We understand the facts and circumstances to be as follows:
1 The XXXXX of the University own several parcels of real property in XXXXX the City of XXXXX, comprising the lands and premises of the University.
2 The largest such parcel ("the Parcel") is legally described as:
XXXXX
3. Prior to XXXXX, the University constructed the XXXXX ("the Centre") at XXXXX a location within the Parcel.
4. A map of the University lands and premises provided by the University indicates that, in addition to the Centre, the Parcel contains instructional and administrative buildings, a library, a theatre, the student centre, XXXXX, playing fields and parking lots.
5. XXXXX, has calculated that, based on the room-hours booked in the Centre for the first six months of XXXXX, the Centre is used XXXXX % in commercial activities.
6. The University wishes to claim full input tax credits with respect to the construction of the Centre.
Issues
Your memorandum requests the following:
1. Confirmation of our interpretation of the term "real property" in the above context.
2. Advice as to whether the University is entitled to full input tax credits on a particular building used in commercial activity.
Response
1. The "real property" in the given circumstances is the Parcel.
2. The University is not entitled to input tax credits with respect to the construction of the Centre unless it can demonstrate that either
a[)] the Parcel was primarily used in commercial activities at the time tax was payable on the inputs to the construction, or
b[)] the construction of the Centre had the effect of changing the use of the Parcel to being primarily in commercial activities.
Analysis
1. The interpretative position of the CCRA is that, in circumstances in which the Excise Tax Act (ETA) refers to specific real property, the real property to be determined is the smallest parcel encompassing the property in question that has a single legal description.
2. Section 209 of the ETA essentially provides that the capital personal property rules in subsections 199(2) to (4) and 200(2) to (4) apply to the capital real property of registrant public service bodies. As the University is a registrant and a public service body (by definition under subsection 123(1)), this provision applies to capital real property of the University.
The effect of subsection 199(4) of the ETA is that the University will only be able to claim input tax credits with respect to the construction of the Centre if the real property on which the Centre is situated (i.e. to which the Centre is an improvement) was used primarily in commercial activities of the registrant at the time tax was paid or payable on the inputs to the construction.
Paragraph 169(1)(b) of the ETA provides that where property or a service is acquired by a person for use in improving capital property of the person, the input tax credit for that acquisition is based on the extent (expressed as a percentage) to which the person was using the capital property in its commercial activities immediately after the capital property was last acquired by the person. Paragraph 199(2)(b) deems the capital personal property of a general registrant, and, by reference, the capital real property of a registrant public service body, to have been acquired "exclusively" for use in the commercial activities of the registrant if it was acquired primarily for that use. "Exclusively" is defined in subsection 123(1) to mean, other than with respect to a financial institution, "all or substantially all". Subsection 141(2) deems an intended use of "substantially all" to be "all". Accordingly, where capital property is used primarily in commercial activities, the combined effect of subsection 141(2) and paragraph 199(2)(b) is that the extent of use of the capital property in commercial activities for purposes of paragraph 169(1)(b) is 100 per cent.

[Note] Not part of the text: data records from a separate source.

//! Conflict Detection and Tracking
//!
//! Compares each Voltage Drop circuit with the Schedule of Loads circuit it
//! analyses and keeps the resulting conflicts, one live conflict per
//! `(circuit, type)` key. Resolved conflicts stay in the list as history.

pub mod detector;
pub mod resolution;
pub mod types;

use chrono::{DateTime, Utc};
use thiserror::Error;
use tracing::debug;

use crate::circuit::ConversionError;

pub use detector::{CircuitComparison, ConflictDetector, ConflictFinding, ConflictThresholds, SideSnapshot};
pub use resolution::{decide, BatchResolution, FailedResolution, ResolvedValue};
pub use types::{Conflict, ConflictSeverity, ConflictType, ResolutionStrategy, SourceValue};

#[derive(Debug, Clone, PartialEq, Error)]
pub enum ConflictResolutionError {
    #[error("Conflict not found: {0}")]
    NotFound(String),

    #[error("Conflict {0} is already resolved")]
    AlreadyResolved(String),

    #[error("Conflict {conflict_id}: circuit {circuit_id} no longer exists")]
    TargetMissing { conflict_id: String, circuit_id: String },

    #[error("Invalid manual value: {0}")]
    InvalidValue(f64),

    #[error(transparent)]
    Conversion(#[from] ConversionError),
}

/// Whether detection runs as part of a sync pass or after a single edit
#[derive(Debug, Clone, Copy, PartialEq, Eq)]
pub enum DetectionScope {
    /// A fresh sync pass; may open a new conflict for a previously resolved key
    FullSync,
    /// Calculator edit; never reopens a resolved key
    Incremental,
}

#[derive(Debug, Clone, PartialEq, Eq)]
pub enum ConflictChange {
    Opened(String),
    Updated(String),
}

#[derive(Debug, Clone, Default)]
pub struct ConflictService {
    conflicts: Vec<Conflict>,
}

impl ConflictService {
    pub fn new() -> Self {
        Self::default()
    }

    /// Fold detector findings into the conflict list
    pub fn reconcile(&mut self, findings: Vec<ConflictFinding>, scope: DetectionScope) -> Vec<ConflictChange> {
        let now = Utc::now();
        let mut changes = Vec::new();

        for finding in findings {
            if let Some(open) = self.conflicts.iter_mut().find(|c| {
                !c.resolved && c.circuit_id == finding.circuit_id && c.conflict_type == finding.conflict_type
            }) {
                let changed = open.severity != finding.severity
                    || open.voltage_drop_source != finding.voltage_drop_source
                    || open.schedule_of_loads_source != finding.schedule_of_loads_source;
                if changed {
                    open.severity = finding.severity;
                    open.voltage_drop_source = finding.voltage_drop_source;
                    open.schedule_of_loads_source = finding.schedule_of_loads_source;
                    open.voltage_drop_compliant = finding.voltage_drop_compliant;
                    open.schedule_of_loads_compliant = finding.schedule_of_loads_compliant;
                    open.timestamp = now;
                    changes.push(ConflictChange::Updated(open.id.clone()));
                }
                continue;
            }

            let previously_resolved = self
                .conflicts
                .iter()
                .any(|c| c.resolved && c.circuit_id == finding.circuit_id && c.conflict_type == finding.conflict_type);
            if previously_resolved && scope == DetectionScope::Incremental {
                debug!(
                    "Skipping {} on {}: resolved, waiting for next sync",
                    finding.conflict_type, finding.circuit_id
                );
                continue;
            }

            let conflict = Conflict {
                id: uuid::Uuid::new_v4().to_string(),
                circuit_id: finding.circuit_id,
                counterpart_id: finding.counterpart_id,
                name: finding.name,
                conflict_type: finding.conflict_type,
                severity: finding.severity,
                timestamp: now,
                resolved: false,
                voltage_drop_source: finding.voltage_drop_source,
                schedule_of_loads_source: finding.schedule_of_loads_source,
                voltage_drop_compliant: finding.voltage_drop_compliant,
                schedule_of_loads_compliant: finding.schedule_of_loads_compliant,
                resolution: None,
                resolved_at: None,
                audit_trail: Vec::new(),
            };
            changes.push(ConflictChange::Opened(conflict.id.clone()));
            self.conflicts.push(conflict);
        }

        changes
    }

    pub fn all(&self) -> &[Conflict] {
        &self.conflicts
    }

    pub fn get(&self, id: &str) -> Option<&Conflict> {
        self.conflicts.iter().find(|c| c.id == id)
    }

    pub(crate) fn get_mut(&mut self, id: &str) -> Option<&mut Conflict> {
        self.conflicts.iter_mut().find(|c| c.id == id)
    }

    pub fn unresolved(&self) -> impl Iterator<Item = &Conflict> {
        self.conflicts.iter().filter(|c| !c.resolved)
    }

    pub fn unresolved_count(&self) -> usize {
        self.unresolved().count()
    }

    /// The conflict with `id`, provided it is still open
    pub fn open(&self, id: &str) -> Result<&Conflict, ConflictResolutionError> {
        let conflict = self
            .get(id)
            .ok_or_else(|| ConflictResolutionError::NotFound(id.to_string()))?;
        if conflict.resolved {
            return Err(ConflictResolutionError::AlreadyResolved(id.to_string()));
        }
        Ok(conflict)
    }

    pub fn mark_resolved(
        &mut self,
        id: &str,
        strategy: ResolutionStrategy,
        at: DateTime<Utc>,
    ) -> Result<&Conflict, ConflictResolutionError> {
        self.open(id)?;
        let conflict = self
            .get_mut(id)
            .ok_or_else(|| ConflictResolutionError::NotFound(id.to_string()))?;
        conflict.resolved = true;
        conflict.resolution = Some(strategy);
        conflict.resolved_at = Some(at);
        Ok(conflict)
    }
}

The result of the above is that if the University were eligible for an input tax credit under subsection 199(4), then that input tax credit would be a full input tax credit.
The effect of the CCRA's interpretative position with respect to "real property" is that the "capital property" referred to in subsections 199(2) to 199(4) of the ETA would be the whole of the Parcel. The consequence is as follows:
a) In order to be eligible for an input tax credit on the construction of the Centre (as an improvement to the Parcel), the University would be required by subsection 199(4) to have been using the entire Parcel primarily in its commercial activities at the time tax was paid or payable on the acquisition of property and services used or consumed in the construction.

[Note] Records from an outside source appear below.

//! EnergyAudit CLI - synchronize Schedule of Loads and Voltage Drop
//! calculations from the command line.

use anyhow::{bail, Context, Result};
use chrono::NaiveDate;
use clap::{Args, Parser, Subcommand, ValueEnum};
use energyaudit::{
    import_calculations, AuditSession, BatchResolution, CalculationKind, CalculationStore, Conflict, ConflictSeverity,
    EventFilter, EventPage, EventSource, MemoryStore, ResolutionStrategy, SqliteStore, SyncConfig, SyncEventType,
    SyncReport,
};
use std::path::PathBuf;
use std::process;
use std::sync::Arc;
use tracing_subscriber::EnvFilter;

#[derive(Parser)]
#[command(name = "energyaudit")]
#[command(about = "Schedule of Loads / Voltage Drop synchronization tool", long_about = None)]
#[command(version)]
struct Cli {
    /// Increase log verbosity (-v info, -vv debug)
    #[arg(short, long, action = clap::ArgAction::Count, global = true)]
    verbose: u8,

    #[command(subcommand)]
    command: Commands,
}

#[derive(Subcommand)]
enum Commands {
    /// Run a sync pass and report conflicts between the calculators
    Sync {
        #[command(flatten)]
        input: InputArgs,

        /// Output format
        #[arg(short, long, value_enum, default_value = "human")]
        format: OutputFormat,

        /// Exit with error code if unresolved conflicts at this severity or higher remain
        #[arg(long, value_enum)]
        fail_on: Option<FailOnSeverity>,
    },

    /// Resolve conflicts found by a sync pass
    Resolve {
        #[command(flatten)]
        input: InputArgs,

        /// Resolution strategy
        #[arg(short, long, value_enum, default_value = "merge")]
        strategy: StrategyArg,

        /// Value to apply with the manual strategy
        #[arg(long, required_if_eq("strategy", "manual"))]
        value: Option<f64>,

        /// Only resolve conflicts on these circuits (default: all unresolved)
        #[arg(long = "circuit", value_name = "CIRCUIT_ID")]
        circuits: Vec<String>,

        /// Output format
        #[arg(short, long, value_enum, default_value = "human")]
        format: OutputFormat,
    },

    /// Run a sync pass and list the event log
    Events {
        #[command(flatten)]
        input: InputArgs,

        /// Only show these event types (e.g. conflict-detected)
        #[arg(long = "type", value_name = "TYPE")]
        types: Vec<SyncEventType>,

        /// Only show events from these sources (e.g. system, user)
        #[arg(long = "source", value_name = "SOURCE")]
        sources: Vec<EventSource>,

        /// Case-insensitive text search over event payloads
        #[arg(long)]
        search: Option<String>,

        /// Only show events on or after this UTC date (YYYY-MM-DD)
        #[arg(long, value_name = "DATE")]
        since: Option<NaiveDate>,

        /// Only show events on or before this UTC date (YYYY-MM-DD)
        #[arg(long, value_name = "DATE")]
        until: Option<NaiveDate>,

        #[arg(long, default_value_t = 0)]
        offset: usize,

        #[arg(long, default_value_t = 50)]
        limit: usize,

        /// Output format
        #[arg(short, long, value_enum, default_value = "human")]
        format: OutputFormat,
    },
}

#[derive(Args)]
struct InputArgs {
    /// JSON array of saved Schedule of Loads panels
    #[arg(long, value_name = "FILE")]
    schedules: Option<PathBuf>,

    /// JSON array of saved Voltage Drop records
    #[arg(long = "voltage-drop", value_name = "FILE")]
    voltage_drop: Option<PathBuf>,

    /// SQLite database holding saved calculations (resolutions are written back)
    #[arg(long, value_name = "FILE", conflicts_with_all = ["schedules", "voltage_drop"])]
    db: Option<PathBuf>,

    /// Engine configuration (JSON)
    #[arg(short, long, value_name = "FILE")]
    config: Option<PathBuf>,
}

#[derive(Clone, ValueEnum)]
enum OutputFormat {
    /// Human-readable output
    Human,
    /// JSON output for CI/CD
    Json,
}

#[derive(Clone, ValueEnum)]
enum FailOnSeverity {
    Critical,
    High,
    Medium,
    Low,
}

impl FailOnSeverity {
    fn threshold(&self) -> ConflictSeverity {
        match self {
            FailOnSeverity::Critical => ConflictSeverity::Critical,
            FailOnSeverity::High => ConflictSeverity::High,
            FailOnSeverity::Medium => ConflictSeverity::Medium,
            FailOnSeverity::Low => ConflictSeverity::Low,
        }
    }
}

#[derive(Clone, PartialEq, ValueEnum)]
enum StrategyArg {
    /// Keep the Voltage Drop calculator's value
    VoltageDrop,
    /// Keep the Schedule of Loads value
    ScheduleOfLoads,
    /// Keep whichever side was edited last
    Merge,
    /// Apply the value given with --value
    Manual,
}

#[tokio::main]
async fn main() {
    let cli = Cli::parse();
    init_logging(cli.verbose);

    let result = match cli.command {
        Commands::Sync { input, format, fail_on } => handle_sync(&input, format, fail_on).await,
        Commands::Resolve {
            input,
            strategy,
            value,
            circuits,
            format,
        } => handle_resolve(&input, strategy, value, &circuits, format).await,
        Commands::Events {
            input,
            types,
            sources,
            search,
            since,
            until,
            offset,
            limit,
            format,
        } => {
            let mut filter = EventFilter::new()
                .with_types(types)
                .with_sources(sources)
                .between(since, until)
                .page(offset, limit);
            if let Some(search) = search {
                filter = filter.with_search(search);
            }
            handle_events(&input, &filter, format).await
        }
    };

    let exit_code = match result {
        Ok(code) => code,
        Err(e) => {
            eprintln!("Error: {:#}", e);
            1
        }
    };
    process::exit(exit_code);
}

fn init_logging(verbose: u8) {
    let default_level = match verbose {
        0 => "warn",
        1 => "info",
        _ => "debug",
    };
    let filter = EnvFilter::try_from_default_env().unwrap_or_else(|_| EnvFilter::new(default_level));
    tracing_subscriber::fmt()
        .with_env_filter(filter)
        .with_writer(std::io::stderr)
        .init();
}

/// Build a session over the requested inputs
async fn open_session(input: &InputArgs) -> Result<AuditSession> {
    let config = match &input.config {
        Some(path) => SyncConfig::from_file(path).with_context(|| format!("loading {}", path.display()))?,
        None => SyncConfig::default(),
    };

    let store: Arc<dyn CalculationStore> = match &input.db {
        Some(db) => Arc::new(SqliteStore::open(db).with_context(|| format!("opening {}", db.display()))?),
        None => {
            if input.schedules.is_none() && input.voltage_drop.is_none() {
                bail!("no input given: pass --schedules/--voltage-drop or --db");
            }
            let store = MemoryStore::new();
            if let Some(path) = &input.schedules {
                import_calculations(&store, CalculationKind::ScheduleOfLoads, path)
                    .await
                    .with_context(|| format!("importing {}", path.display()))?;
            }
            if let Some(path) = &input.voltage_drop {
                import_calculations(&store, CalculationKind::VoltageDrop, path)
                    .await
                    .with_context(|| format!("importing {}", path.display()))?;
            }
            Arc::new(store)
        }
    };

    Ok(AuditSession::new(config, store))
}

async fn synced_session(input: &InputArgs) -> Result<(AuditSession, SyncReport)> {
    let session = open_session(input).await?;
    let report = session.sync(true).await;
    if let Some(error) = &report.outcome.error {
        bail!("sync failed: {}", error);
    }
    if report.outcome.skipped {
        bail!("sync is disabled in the configuration");
    }
    Ok((session, report))
}

async fn handle_sync(input: &InputArgs, format: OutputFormat, fail_on: Option<FailOnSeverity>) -> Result<i32> {
    let (_session, report) = synced_session(input).await?;

    match format {
        OutputFormat::Human => output_report_human(&report),
        OutputFormat::Json => println!("{}", serde_json::to_string_pretty(&report)?),
    }

    if let Some(severity) = fail_on {
        if report.has_severity_at_least(severity.threshold()) {
            return Ok(1);
        }
    }
    Ok(0)
}

async fn handle_resolve(
    input: &InputArgs,
    strategy: StrategyArg,
    value: Option<f64>,
    circuits: &[String],
    format: OutputFormat,
) -> Result<i32> {
    let strategy = match strategy {
        StrategyArg::VoltageDrop => ResolutionStrategy::VoltageDrop,
        StrategyArg::ScheduleOfLoads => ResolutionStrategy::ScheduleOfLoads,
        StrategyArg::Merge => ResolutionStrategy::Merge,
        StrategyArg::Manual => match value {
            Some(v) => ResolutionStrategy::Manual(v),
            None => bail!("--value is required with --strategy manual"),
        },
    };

    let (session, report) = synced_session(input).await?;
    let ids: Vec<String> = report
        .unresolved()
        .filter(|c| {
            circuits.is_empty() || circuits.contains(&c.circuit_id) || circuits.contains(&c.counterpart_id)
        })
        .map(|c| c.id.clone())
        .collect();

    let batch = session.engine().resolve_conflicts(&ids, strategy).await;
    let remaining = session.engine().unresolved_conflicts().await;

    match format {
        OutputFormat::Human => output_resolution_human(&batch, &remaining),
        OutputFormat::Json => {
            let output = serde_json::json!({
                "strategy": strategy,
                "resolution": batch,
                "remaining": remaining,
            });
            println!("{}", serde_json::to_string_pretty(&output)?);
        }
    }

    Ok(if batch.failure_count() > 0 { 1 } else { 0 })
}

async fn handle_events(input: &InputArgs, filter: &EventFilter, format: OutputFormat) -> Result<i32> {
    let (session, _report) = synced_session(input).await?;
    let page = session.engine().get_sync_events(filter);

    match format {
        OutputFormat::Human => output_events_human(&page),
        OutputFormat::Json => println!("{}", serde_json::to_string_pretty(&page)?),
    }
    Ok(0)
}

fn output_conflict(conflict: &Conflict) {
    let unit = conflict.conflict_type.unit();
    println!(
        "    - {} <-> {}: {}",
        conflict.circuit_id, conflict.counterpart_id, conflict.conflict_type
    );
    println!(
        "      Voltage Drop: {:.2}{}  Schedule of Loads: {:.2}{}  (id {})",
        conflict.voltage_drop_source.value, unit, conflict.schedule_of_loads_source.value, unit, conflict.id
    );
}

fn output_report_human(report: &SyncReport) {
    println!("\nSync pass");
    println!("{}", "─".repeat(60));
    println!("  Circuits processed: {}", report.outcome.circuits_processed);
    println!(
        "  Panels: {}  Branches: {}  Voltage drop runs: {}  Links: {}",
        report.topology.panel_count,
        report.topology.branch_count,
        report.topology.voltage_drop_count,
        report.topology.link_count
    );

    if report.unresolved().next().is_none() {
        println!("\n  No conflicts found");
        return;
    }

    for severity in [
        ConflictSeverity::Critical,
        ConflictSeverity::High,
        ConflictSeverity::Medium,
        ConflictSeverity::Low,
    ] {
        let conflicts: Vec<_> = report.unresolved().filter(|c| c.severity == severity).collect();
        if conflicts.is_empty() {
            continue;
        }
        println!("\n  {}:", severity.to_string().to_uppercase());
        for conflict in conflicts {
            output_conflict(conflict);
        }
    }

    println!("\n  Summary:");
    println!("    Critical: {}", report.count_by_severity(ConflictSeverity::Critical));
    println!("    High:     {}", report.count_by_severity(ConflictSeverity::High));
    println!("    Medium:   {}", report.count_by_severity(ConflictSeverity::Medium));
    println!("    Low:      {}", report.count_by_severity(ConflictSeverity::Low));
}

fn output_resolution_human(batch: &BatchResolution, remaining: &[Conflict]) {
    println!("\nResolved {} conflict(s)", batch.success_count());
    for failure in &batch.failed {
        println!("  Failed {}: {}", failure.conflict_id, failure.error);
    }
    if remaining.is_empty() {
        println!("  No unresolved conflicts remain");
    } else {
        println!("\n  Remaining:");
        for conflict in remaining {
            output_conflict(conflict);
        }
    }
}

fn output_events_human(page: &EventPage) {
    println!("\nEvents ({} of {})", page.events.len(), page.total);
    println!("{}", "─".repeat(60));
    for event in &page.events {
        let data = serde_json::to_value(&event.kind)
            .ok()
            .and_then(|v| v.get("data").cloned())
            .map(|d| d.to_string())
            .unwrap_or_default();
        println!(
            "  #{:<4} {}  {:<22} {:<18} {}",
            event.seq,
            event.timestamp.format("%Y-%m-%d %H:%M:%S"),
            event.event_type(),
            event.source,
            data
        );
    }
}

b) Alternatively, if the construction of the Centre resulted in the Parcel beginning to be used primarily in commercial activities, then the University would be deemed by subsection 199(3) to have acquired the Parcel at that time and to have paid tax equal to the basic tax content of the Parcel. As defined in subsection 123(1), the basic tax content would include all the GST paid on the acquisition of the Parcel and any improvements to the Parcel (including the Centre) less any rebates to which the University was entitled. As the University would be deemed under subsection 199(2) to have acquired the Parcel exclusively for use in commercial activities, the University would be entitled to a full input tax credit with respect to the deemed tax paid.
In order to determine whether or not the University is entitled to claim input tax credits under either of the above alternatives, it will be necessary to calculate the extent of use of the entire Parcel in commercial activities at the relevant time.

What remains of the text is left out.